The input START

//! # dbquery
//!
//! Parameterized Postgres statement construction.
//!
//! ## Features
//!
//! - **Placeholder alignment**: `$N` always refers to `binds[N - 1]`, however
//!   the statement was composed (CTEs, joins, raw fragments, brackets)
//! - **Predicate engine**: AND/OR members and bracket groups merged into one
//!   clause; empty `IN` lists drop out without leaving a dangling conjunction
//! - **Literal passthrough**: a value that arrives pre-quoted (`'open'`) is
//!   inlined instead of bound
//! - **Typed misuse**: an ON without a join, a BETWEEN without two values or
//!   an unbalanced bracket surface as [`BuildError`] from `serialize()`
//! - **Execution**: any [`Executor`] (tokio-postgres client, transaction,
//!   deadpool client) runs the finished statement
//!
//! ## Query Builder (qb)
//!
//! ```ignore
//! use dbquery::prelude::*;
//!
//! // SELECT
//! let users = qb::select(Ident::table("users"))
//!     .filter(Ident::column("status").eq("active"))
//!     .sort(&[Ident::column("created_at")], Direction::Desc)
//!     .limit(10)
//!     .fetch_all::<User>(&client)
//!     .await?;
//!
//! // INSERT
//! qb::insert(Ident::table("users"))
//!     .fields(&[Ident::column("username"), Ident::column("email")])
//!     .values([bind("alice"), bind("alice@example.com")])
//!     .execute(&client)
//!     .await?;
//!
//! // UPDATE
//! qb::update(Ident::table("users"))
//!     .set(Ident::column("status"), "inactive")
//!     .filter(Ident::column("id").eq(user_id))
//!     .execute(&client)
//!     .await?;
//!
//! // DELETE
//! qb::delete(Ident::table("users"))
//!     .filter(Ident::column("id").eq(user_id))
//!     .execute(&client)
//!     .await?;
//! ```

pub mod client;
pub mod condition;
pub mod error;
pub mod ident;
pub mod join;
pub mod paginate;
pub mod predicate;
pub mod prelude;
pub mod qb;
pub mod raw;
pub mod row;
pub mod transaction;
pub mod value;

pub use client::Executor;
pub use condition::Condition;
pub use error::{BuildError, QueryError, QueryResult};
pub use ident::Ident;
pub use join::{Join, JoinMethod};
pub use paginate::{Page, PageMetadata, PageRequest, PaginationConfig};
pub use predicate::{Conjunction, PredicateFragment, PredicateSet, Role};
pub use raw::{RawFragment, Statement};
pub use row::{FromRow, RowExt};
pub use transaction::IsolationLevel;
pub use value::{BindValue, Value, bind};

// Re-export qb module for easy access
pub use qb::{
    Aggregate, DeleteQb, Direction, InsertQb, MutationQb, RowLock, SelectQb, SqlQb, UpdateQb,
    WhereQb, delete, insert, select, update,
};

The input END

Work order » Could you find every line in the records above that contains the word "values" and copy it?

Reply »
//! - **Typed misuse**: an ON without a join, a BETWEEN without two values or
//!     .values([bind("alice"), bind("alice@example.com")])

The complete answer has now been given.